After the formation of a government that included Wade's son Karim on 1 May 2009, Bathily denounced Wade for running the country through "family management", and he said that "Senegal beats all records in terms of bad governance. I am ashamed of my country." In addition, he criticized plans to introduce the office of vice-president, saying that this office was unnecessary and senseless; he argued that it would merely be used by Wade "to ensure a monarchical succession".

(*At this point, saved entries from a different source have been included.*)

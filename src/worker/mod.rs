//! # Worker abstraction for device-pinned execution.
//!
//! Defines the [`Worker`] trait, the lifecycle contract a user implements to
//! process tasks on one accelerator device.
//!
//! - **[`Worker`]** — trait with `setup` / `process` / `cleanup` hooks
//! - **[`FnWorker`](crate::FnWorker)** — closure-backed implementation for
//!   stateless bodies
//!
//! ## Rules
//! - Construction must be trivial. The instance is created by the user
//!   factory inside the dispatcher and handed to a worker task; heavy
//!   initialization (model loading, device context acquisition) belongs in
//!   `setup`, which runs on the worker task itself.
//! - One instance serves one device for the whole run. `process` takes
//!   `&mut self`, so per-worker state carried from `setup` needs no locking.
//! - `process` bodies that do heavy synchronous compute should hop through
//!   `tokio::task::spawn_blocking`; a body that never yields cannot be
//!   interrupted by the per-task timeout until its next suspension point.

mod runtime;
mod worker_fn;

pub use worker_fn::FnWorker;

pub(crate) use runtime::WorkerRuntime;

use async_trait::async_trait;

use crate::error::WorkerError;

/// Lifecycle contract for one device-pinned worker.
///
/// A worker lives for an entire run: `setup` once, `process` per task,
/// `cleanup` once. Failures in `process` are per-task (the worker keeps
/// consuming); a failure in `setup` removes the worker from the pool.
///
/// ## Example
///
/// ```rust
/// use async_trait::async_trait;
/// use gpupool::{Worker, WorkerError};
///
/// struct Doubler {
///     device_id: u32,
/// }
///
/// #[async_trait]
/// impl Worker for Doubler {
///     type Payload = u64;
///     type Output = u64;
///     type Config = ();
///
///     async fn setup(&mut self, device_id: u32, _seed: u64, _config: &()) -> Result<(), WorkerError> {
///         self.device_id = device_id;
///         Ok(())
///     }
///
///     async fn process(&mut self, payload: u64) -> Result<u64, WorkerError> {
///         Ok(payload * 2)
///     }
/// }
/// ```
#[async_trait]
pub trait Worker: Send + 'static {
    /// Work item type, moved from the feeder to exactly one worker.
    type Payload: Send + 'static;

    /// Result type, moved back to the monitor loop on success.
    type Output: Send + 'static;

    /// Per-run setup parameters, cloned once per worker.
    type Config: Clone + Send + Sync + 'static;

    /// Called once, before any task.
    ///
    /// `seed` is `base_seed + ordinal`, where ordinal is this worker's
    /// position in the configured device list.
    async fn setup(
        &mut self,
        device_id: u32,
        seed: u64,
        config: &Self::Config,
    ) -> Result<(), WorkerError>;

    /// Called per task. An `Err` is reported as a task error; the worker
    /// continues with the next task.
    async fn process(&mut self, payload: Self::Payload) -> Result<Self::Output, WorkerError>;

    /// Called once, after the consumption loop ends. Defaults to a no-op.
    ///
    /// Not called if `setup` failed.
    async fn cleanup(&mut self) -> Result<(), WorkerError> {
        Ok(())
    }
}
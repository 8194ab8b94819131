//! # ConsoleWriter — simple outcome printer
//!
//! A minimal reporter that prints [`Outcome`]s to stdout.
//! Use it for tests or demos, typically from inside callbacks or around a
//! custom monitor built on the public protocol types.
//!
//! ## Example output
//! ```text
//! [started] task=3 worker=0
//! [success] task=3 worker=0
//! [error] task=4 worker=1 err="decode failed"
//! [timeout] task=5 worker=0 budget=2s
//! [setup-failed] device=2 err="device unavailable"
//! [cleanup-failed] device=2 err="context leak"
//! ```

use crate::protocol::Outcome;

/// Outcome printer.
pub struct ConsoleWriter;

impl ConsoleWriter {
    /// Prints one outcome as a single `[label] k=v` line.
    pub fn write<R>(outcome: &Outcome<R>) {
        match outcome {
            Outcome::TaskStarted { task_id, worker_id } => {
                println!("[started] task={task_id} worker={worker_id}");
            }
            Outcome::TaskSuccess {
                task_id, worker_id, ..
            } => {
                println!("[success] task={task_id} worker={worker_id}");
            }
            Outcome::TaskError {
                task_id,
                error,
                worker_id,
            } => {
                println!("[error] task={task_id} worker={worker_id} err={error:?}");
            }
            Outcome::TaskTimeout {
                task_id,
                timeout,
                worker_id,
            } => {
                println!("[timeout] task={task_id} worker={worker_id} budget={timeout:?}");
            }
            Outcome::SetupFailed { device_id, error } => {
                println!("[setup-failed] device={device_id} err={error:?}");
            }
            Outcome::CleanupFailed { device_id, error } => {
                println!("[cleanup-failed] device={device_id} err={error:?}");
            }
        }
    }
}
//! # Live-worker tracker.
//!
//! Maintains which workers are still live. Workers mark themselves gone on
//! every exit path (setup failure, normal drain, cancellation); a worker that
//! is hard-aborted never does, which is exactly what makes the remaining live
//! set the "stuck" report for
//! [`RuntimeError::GraceExceeded`](crate::RuntimeError::GraceExceeded).

use std::collections::HashMap;

use tokio::sync::RwLock;

/// Thread-safe map of device id to liveness.
pub(crate) struct WorkerTracker {
    state: RwLock<HashMap<u32, bool>>,
}

impl WorkerTracker {
    /// Creates a tracker with every configured device marked live.
    pub(crate) fn new(device_ids: &[u32]) -> Self {
        let state = device_ids.iter().map(|&id| (id, true)).collect();
        Self {
            state: RwLock::new(state),
        }
    }

    /// Marks one worker as gone. Idempotent.
    pub(crate) async fn mark_gone(&self, device_id: u32) {
        if let Some(live) = self.state.write().await.get_mut(&device_id) {
            *live = false;
        }
    }

    /// Number of workers still live (candidates for a stop sentinel).
    pub(crate) async fn live_count(&self) -> usize {
        self.state.read().await.values().filter(|&&live| live).count()
    }

    /// Sorted device ids of workers still live.
    pub(crate) async fn live_devices(&self) -> Vec<u32> {
        let state = self.state.read().await;
        let mut ids: Vec<u32> = state
            .iter()
            .filter(|(_, &live)| live)
            .map(|(&id, _)| id)
            .collect();
        ids.sort_unstable();
        ids
    }
}
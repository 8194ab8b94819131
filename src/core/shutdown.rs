//! # OS signal handling for a dispatch run.
//!
//! Translates process termination requests into a cancel of the run's
//! shutdown token, which the feeder, workers, and monitor loop all observe.
//! The watcher never calls user code; callbacks see the shutdown only through
//! the normal drain of the pipeline.
//!
//! ## Signal set
//! Only interrupt (`SIGINT` / Ctrl-C) and terminate (`SIGTERM`, the default
//! kill signal of service managers) request a graceful drain. Quit-style
//! signals are left at their default disposition on purpose: when a worker is
//! wedged inside a device call, `SIGQUIT` should still produce a core dump
//! instead of another drain attempt.
//!
//! ## Lifetime
//! The watcher races the run token, so it ends itself as soon as the run is
//! over (the dispatcher cancels the token on every exit path). A second
//! signal during the drain has no further effect; the grace window bounds
//! how long that drain can take either way.

use tokio_util::sync::CancellationToken;

/// Spawns a watcher that cancels `token` on the first termination request.
///
/// If signal registration fails the watcher exits without cancelling, leaving
/// explicit [`shutdown`](crate::Dispatcher::shutdown) as the only
/// cancellation path.
pub(crate) fn spawn_signal_watcher(token: CancellationToken) {
    tokio::spawn(watch(token));
}

#[cfg(unix)]
async fn watch(token: CancellationToken) {
    use tokio::signal::unix::{SignalKind, signal};

    let registered = (
        signal(SignalKind::interrupt()),
        signal(SignalKind::terminate()),
    );
    let (mut interrupt, mut terminate) = match registered {
        (Ok(interrupt), Ok(terminate)) => (interrupt, terminate),
        _ => return,
    };

    tokio::select! {
        _ = interrupt.recv() => token.cancel(),
        _ = terminate.recv() => token.cancel(),
        _ = token.cancelled() => {}
    }
}

#[cfg(not(unix))]
async fn watch(token: CancellationToken) {
    tokio::select! {
        pressed = tokio::signal::ctrl_c() => {
            if pressed.is_ok() {
                token.cancel();
            }
        }
        _ = token.cancelled() => {}
    }
}
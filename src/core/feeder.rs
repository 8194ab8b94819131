//! # Feeder: the single producer.
//!
//! Pulls items from the user task source and enqueues them with dense,
//! monotonically increasing ids starting at 0.
//!
//! ## Rules
//! - The feeder never enqueues after the source is exhausted or after
//!   shutdown begins; an item held while shutdown fires is dropped (it was
//!   never accepted, its id is never observed).
//! - A panic while pulling the source is the "source raised" case: the
//!   feeder cancels the run token and reports
//!   [`RuntimeError::SourceFailed`], which `run` returns after the drain.
//! - [`FeedState`] is the monitor's view of progress: how many tasks were
//!   accepted, and whether the feeder is done. The count is published before
//!   the finished latch so a reader that observes `done` sees the final count.

use std::panic::AssertUnwindSafe;
use std::sync::Arc;
use std::sync::atomic::{AtomicU64, Ordering};

use futures::{FutureExt, Stream, StreamExt};
use tokio_util::sync::CancellationToken;

use crate::error::{RuntimeError, panic_reason};
use crate::protocol::queue::{TaskMsg, TaskQueue};

/// Feeder progress shared with the monitor loop.
pub(crate) struct FeedState {
    accepted: AtomicU64,
    finished: CancellationToken,
}

impl FeedState {
    pub(crate) fn new() -> Self {
        Self {
            accepted: AtomicU64::new(0),
            finished: CancellationToken::new(),
        }
    }

    /// Number of tasks accepted onto the queue so far.
    pub(crate) fn accepted(&self) -> u64 {
        self.accepted.load(Ordering::Acquire)
    }

    pub(crate) fn is_finished(&self) -> bool {
        self.finished.is_cancelled()
    }

    /// Completes once the feeder has exited.
    pub(crate) async fn wait_finished(&self) {
        self.finished.cancelled().await;
    }

    fn record(&self, accepted: u64) {
        self.accepted.store(accepted, Ordering::Release);
    }

    fn finish(&self) {
        self.finished.cancel();
    }
}

/// Runs the feeder until exhaustion, shutdown, or a source failure.
pub(crate) async fn run_feeder<P, S>(
    source: S,
    queue: TaskQueue<P>,
    state: Arc<FeedState>,
    token: CancellationToken,
) -> Result<(), RuntimeError>
where
    P: Send + 'static,
    S: Stream<Item = P> + Send + 'static,
{
    let mut source = Box::pin(source);
    let mut task_id: u64 = 0;

    let result = loop {
        if token.is_cancelled() {
            break Ok(());
        }

        let payload = match AssertUnwindSafe(source.next()).catch_unwind().await {
            Ok(Some(payload)) => payload,
            Ok(None) => break Ok(()),
            Err(panic) => {
                token.cancel();
                break Err(RuntimeError::SourceFailed {
                    reason: panic_reason(panic),
                });
            }
        };

        // Blocking put; shutdown releases the held item without accepting it.
        let accepted = tokio::select! {
            biased;
            _ = token.cancelled() => false,
            sent = queue.push(TaskMsg::Run { task_id, payload }) => sent,
        };
        if !accepted {
            break Ok(());
        }

        task_id += 1;
        state.record(task_id);
    };

    state.finish();
    result
}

Bathily supported opposition candidate Macky Sall in the 2012 presidential election. Sall won the election; a few months after taking office, he appointed Bathily as Minister of State at the Presidency on 1 August 2012.

==Diplomatic career==
On 8 July 2013, United Nations Secretary-General Ban Ki-moon announced Bathily's appointment as his Deputy Special Representative in the United Nations Multidimensional Integrated Stabilization Mission in Mali (MINUSMA). Less than a year later, on 30 April 2014, Ban announced Bathily's appointment as his Special Representative for Central Africa and Head of the United Nations Regional Office for Central Africa (UNOCA) in Libreville, Gabon.

Prior to an opposition protest in Libreville on 20 December 2014, Bathily called for dialogue, warning of the potential for "a deep crisis".

In May 2015, Bathily presided over the Bangui National Forum, a national reconciliation conference organized by the transition government of the Central African Republic to bring together Central Africans from all regions and backgrounds to find lasting solutions to years of recurrent political instability in the country.

On 2 September 2022, UN Secretary-General António Guterres appointed Bathily as special envoy for Libya and head of the UN support mission, UNSMIL. He resigned from his position on 16 April 2024, citing a "lack of political will and good faith" by Libyan politicians.

==Other positions==
Bathily is a distinguished member of the Advisory Board of NatureNews, Africa's foremost independent newspaper that is focused on Environment, Climate Change and Sustainable Earth.